_What you should do:_ From the listing below, count the lines where the string "AuthenticatedUser" occurs. Give the number, with no other words.

_Data supplied:_
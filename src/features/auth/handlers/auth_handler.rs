use std::sync::Arc;

use axum::{extract::State, http::HeaderMap, Json};
use validator::Validate;

use crate::core::error::{AppError, Result};
use crate::core::extractor::AppJson;
use crate::core::middleware::bearer_token;
use crate::features::auth::dtos::{
    AdminLoginDto, AuthResponseDto, LoginDto, MeResponseDto, SignupDto,
};
use crate::features::auth::model::AuthenticatedUser;
use crate::features::auth::services::AuthService;
use crate::shared::types::MessageResponse;

/// State for auth handlers
#[derive(Clone)]
pub struct AuthState {
    pub auth_service: Arc<AuthService>,
}

fn check(dto: &impl Validate) -> Result<()> {
    dto.validate().map_err(|errors| {
        let message = errors
            .field_errors()
            .into_values()
            .flat_map(|field| field.iter())
            .filter_map(|e| e.message.as_ref().map(|m| m.to_string()))
            .next()
            .unwrap_or_else(|| "Validation failed".to_string());
        AppError::Validation(message)
    })
}

/// Create an account and issue a token
#[utoipa::path(
    post,
    path = "/api/auth/signup",
    request_body = SignupDto,
    responses(
        (status = 200, description = "Account created", body = AuthResponseDto),
        (status = 400, description = "Invalid fields or username taken")
    ),
    tag = "auth"
)]
pub async fn signup(
    State(state): State<AuthState>,
    AppJson(dto): AppJson<SignupDto>,
) -> Result<Json<AuthResponseDto>> {
    check(&dto)?;
    let response = state.auth_service.signup(&dto).await?;
    Ok(Json(response))
}

/// Exchange credentials for a token
#[utoipa::path(
    post,
    path = "/api/auth/login",
    request_body = LoginDto,
    responses(
        (status = 200, description = "Logged in", body = AuthResponseDto),
        (status = 401, description = "Invalid credentials")
    ),
    tag = "auth"
)]
pub async fn login(
    State(state): State<AuthState>,
    AppJson(dto): AppJson<LoginDto>,
) -> Result<Json<AuthResponseDto>> {
    check(&dto)?;
    let response = state.auth_service.login(&dto).await?;
    Ok(Json(response))
}

/// Admin login; requires the shared security key
#[utoipa::path(
    post,
    path = "/api/auth/admin-login",
    request_body = AdminLoginDto,
    responses(
        (status = 200, description = "Logged in", body = AuthResponseDto),
        (status = 401, description = "Invalid credentials or security key")
    ),
    tag = "auth"
)]
pub async fn admin_login(
    State(state): State<AuthState>,
    AppJson(dto): AppJson<AdminLoginDto>,
) -> Result<Json<AuthResponseDto>> {
    check(&dto)?;
    let response = state.auth_service.admin_login(&dto).await?;
    Ok(Json(response))
}

/// Return the caller identity behind the presented token
#[utoipa::path(
    get,
    path = "/api/auth/me",
    responses(
        (status = 200, description = "Caller identity", body = MeResponseDto),
        (status = 401, description = "Unauthorized")
    ),
    security(("bearer_auth" = [])),
    tag = "auth"
)]
pub async fn me(user: AuthenticatedUser) -> Json<MeResponseDto> {
    Json(MeResponseDto { user })
}

/// Invalidate the presented token
#[utoipa::path(
    post,
    path = "/api/auth/logout",
    responses(
        (status = 200, description = "Logged out", body = MessageResponse),
        (status = 401, description = "Unauthorized")
    ),
    security(("bearer_auth" = [])),
    tag = "auth"
)]
pub async fn logout(
    _user: AuthenticatedUser,
    State(state): State<AuthState>,
    headers: HeaderMap,
) -> Result<Json<MessageResponse>> {
    if let Some(token) = bearer_token(&headers) {
        state.auth_service.logout(&token).await;
    }
    Ok(Json(MessageResponse::new("Logged out successfully")))
}
use serde::{Deserialize, Serialize};
use utoipa::ToSchema;

use crate::shared::constants::ROLE_ADMIN;

/// Caller identity resolved from an opaque bearer credential.
#[derive(Debug, Clone, Serialize, Deserialize, ToSchema)]
pub struct AuthenticatedUser {
    pub id: i64,
    pub username: String,
    pub role: String,
}

impl AuthenticatedUser {
    pub fn is_admin(&self) -> bool {
        self.role == ROLE_ADMIN
    }
}
pub mod dtos;
pub mod handlers;
pub mod model;
pub mod routes;
pub mod services;
pub mod token_store;

pub use services::AuthService;
pub use token_store::{InMemoryTokenStore, TokenStore};
pub mod auth_handler;

pub use auth_handler::*;
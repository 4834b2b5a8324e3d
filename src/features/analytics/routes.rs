use std::sync::Arc;

use axum::{routing::get, Router};

use crate::features::analytics::handler::{self, AnalyticsState};
use crate::features::analytics::service::AnalyticsService;

pub fn routes(analytics_service: Arc<AnalyticsService>) -> Router {
    Router::new()
        .route("/api/analytics", get(handler::get_analytics))
        .with_state(AnalyticsState { analytics_service })
}

#[cfg(test)]
mod tests {
    use super::*;
    use crate::shared::test_helpers::{test_pool, with_admin_auth, with_citizen_auth};
    use axum_test::TestServer;
    use serde_json::Value;

    #[tokio::test]
    async fn analytics_is_admin_only() {
        let service = Arc::new(AnalyticsService::new(test_pool().await));

        let citizen = TestServer::new(with_citizen_auth(routes(service.clone()))).unwrap();
        citizen.get("/api/analytics").await.assert_status_forbidden();

        let admin = TestServer::new(with_admin_auth(routes(service))).unwrap();
        let response = admin.get("/api/analytics").await;
        response.assert_status_ok();
        let body: Value = response.json();
        assert!(body["byCategory"].is_array());
        assert!(body["topAreas"].is_array());
        assert!(body["byStatus"].is_array());
        assert!(body["monthly"].is_array());
    }
}
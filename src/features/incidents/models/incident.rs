use chrono::{DateTime, Utc};
use serde::{Deserialize, Serialize};
use sqlx::{FromRow, Type};
use std::str::FromStr;
use utoipa::ToSchema;

/// Incident category; the fixed set accepted at ingestion
#[derive(Debug, Clone, Copy, PartialEq, Eq, Serialize, Deserialize, Type, ToSchema)]
pub enum IncidentCategory {
    Fire,
    Flood,
    Accident,
    Electricity,
}

impl std::fmt::Display for IncidentCategory {
    fn fmt(&self, f: &mut std::fmt::Formatter<'_>) -> std::fmt::Result {
        match self {
            IncidentCategory::Fire => write!(f, "Fire"),
            IncidentCategory::Flood => write!(f, "Flood"),
            IncidentCategory::Accident => write!(f, "Accident"),
            IncidentCategory::Electricity => write!(f, "Electricity"),
        }
    }
}

impl FromStr for IncidentCategory {
    type Err = ();

    fn from_str(s: &str) -> Result<Self, Self::Err> {
        match s {
            "Fire" => Ok(IncidentCategory::Fire),
            "Flood" => Ok(IncidentCategory::Flood),
            "Accident" => Ok(IncidentCategory::Accident),
            "Electricity" => Ok(IncidentCategory::Electricity),
            _ => Err(()),
        }
    }
}

/// Handling state. The four values form a validity set, not a forward-only
/// graph: any member may be written at any time by an admin.
#[derive(Debug, Clone, Copy, PartialEq, Eq, Serialize, Deserialize, Type, ToSchema)]
pub enum IncidentStatus {
    Reported,
    Verified,
    #[sqlx(rename = "In Progress")]
    #[serde(rename = "In Progress")]
    InProgress,
    Resolved,
}

impl std::fmt::Display for IncidentStatus {
    fn fmt(&self, f: &mut std::fmt::Formatter<'_>) -> std::fmt::Result {
        match self {
            IncidentStatus::Reported => write!(f, "Reported"),
            IncidentStatus::Verified => write!(f, "Verified"),
            IncidentStatus::InProgress => write!(f, "In Progress"),
            IncidentStatus::Resolved => write!(f, "Resolved"),
        }
    }
}

impl FromStr for IncidentStatus {
    type Err = ();

    fn from_str(s: &str) -> Result<Self, Self::Err> {
        match s {
            "Reported" => Ok(IncidentStatus::Reported),
            "Verified" => Ok(IncidentStatus::Verified),
            "In Progress" => Ok(IncidentStatus::InProgress),
            "Resolved" => Ok(IncidentStatus::Resolved),
            _ => Err(()),
        }
    }
}

/// Fixed-schema structured address. Produced by exactly one provider per
/// incident; a field the provider does not supply stays an empty string.
#[derive(Debug, Clone, Default, PartialEq, Serialize, Deserialize, ToSchema)]
pub struct AddressBundle {
    pub place_name: String,
    pub full_address: String,
    pub nearest_landmark: String,
    pub area: String,
    pub city: String,
    pub taluk: String,
    pub district: String,
    pub state: String,
    pub pincode: String,
    pub country: String,
}

/// Address bundle plus the map link derived for it
#[derive(Debug, Clone, Default, Serialize, Deserialize, ToSchema)]
pub struct EnrichedLocation {
    #[serde(flatten)]
    pub address: AddressBundle,
    pub maps_link: String,
}

/// Database model for a stored incident
#[derive(Debug, Clone, FromRow)]
pub struct Incident {
    pub id: i64,
    pub title: String,
    pub description: Option<String>,
    pub category: IncidentCategory,
    pub location: String,
    pub latitude: Option<f64>,
    pub longitude: Option<f64>,
    pub status: IncidentStatus,
    pub image_url: String,
    pub user_id: String,
    pub department: Option<String>,
    pub place_name: String,
    pub full_address: String,
    pub nearest_landmark: String,
    pub area: String,
    pub city: String,
    pub taluk: String,
    pub district: String,
    pub state: String,
    pub pincode: String,
    pub country: String,
    pub maps_link: String,
    pub photo_analysis: String,
    pub created_at: DateTime<Utc>,
    pub updated_at: DateTime<Utc>,
}

impl Incident {
    /// Both values or neither; a half-set pair is never stored.
    pub fn coordinates(&self) -> Option<(f64, f64)> {
        self.latitude.zip(self.longitude)
    }

    pub fn address(&self) -> AddressBundle {
        AddressBundle {
            place_name: self.place_name.clone(),
            full_address: self.full_address.clone(),
            nearest_landmark: self.nearest_landmark.clone(),
            area: self.area.clone(),
            city: self.city.clone(),
            taluk: self.taluk.clone(),
            district: self.district.clone(),
            state: self.state.clone(),
            pincode: self.pincode.clone(),
            country: self.country.clone(),
        }
    }
}

/// Data for inserting a fully enriched incident
#[derive(Debug)]
pub struct NewIncident {
    pub title: String,
    pub description: Option<String>,
    pub category: IncidentCategory,
    pub location: String,
    pub latitude: Option<f64>,
    pub longitude: Option<f64>,
    pub image_url: String,
    pub user_id: String,
    pub address: AddressBundle,
    pub maps_link: String,
    pub photo_analysis: String,
}

#[cfg(test)]
mod tests {
    use super::*;

    #[test]
    fn status_parses_only_the_four_values() {
        assert_eq!(
            "In Progress".parse::<IncidentStatus>(),
            Ok(IncidentStatus::InProgress)
        );
        assert_eq!("Resolved".parse::<IncidentStatus>(), Ok(IncidentStatus::Resolved));
        assert!("Closed".parse::<IncidentStatus>().is_err());
        assert!("resolved".parse::<IncidentStatus>().is_err());
    }

    #[test]
    fn category_display_roundtrip() {
        for category in [
            IncidentCategory::Fire,
            IncidentCategory::Flood,
            IncidentCategory::Accident,
            IncidentCategory::Electricity,
        ] {
            assert_eq!(category.to_string().parse::<IncidentCategory>(), Ok(category));
        }
        assert!("Earthquake".parse::<IncidentCategory>().is_err());
    }
}
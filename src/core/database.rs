use crate::core::config::DatabaseConfig;
use sqlx::sqlite::{SqliteConnectOptions, SqlitePoolOptions};
use sqlx::SqlitePool;
use std::str::FromStr;
use std::time::Duration;

pub async fn create_pool(config: &DatabaseConfig) -> Result<SqlitePool, sqlx::Error> {
    let options = SqliteConnectOptions::from_str(&config.url)?.create_if_missing(true);

    SqlitePoolOptions::new()
        .max_connections(config.max_connections)
        .acquire_timeout(Duration::from_secs(config.acquire_timeout_secs))
        .connect_with(options)
        .await
}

_Written answer:_ 5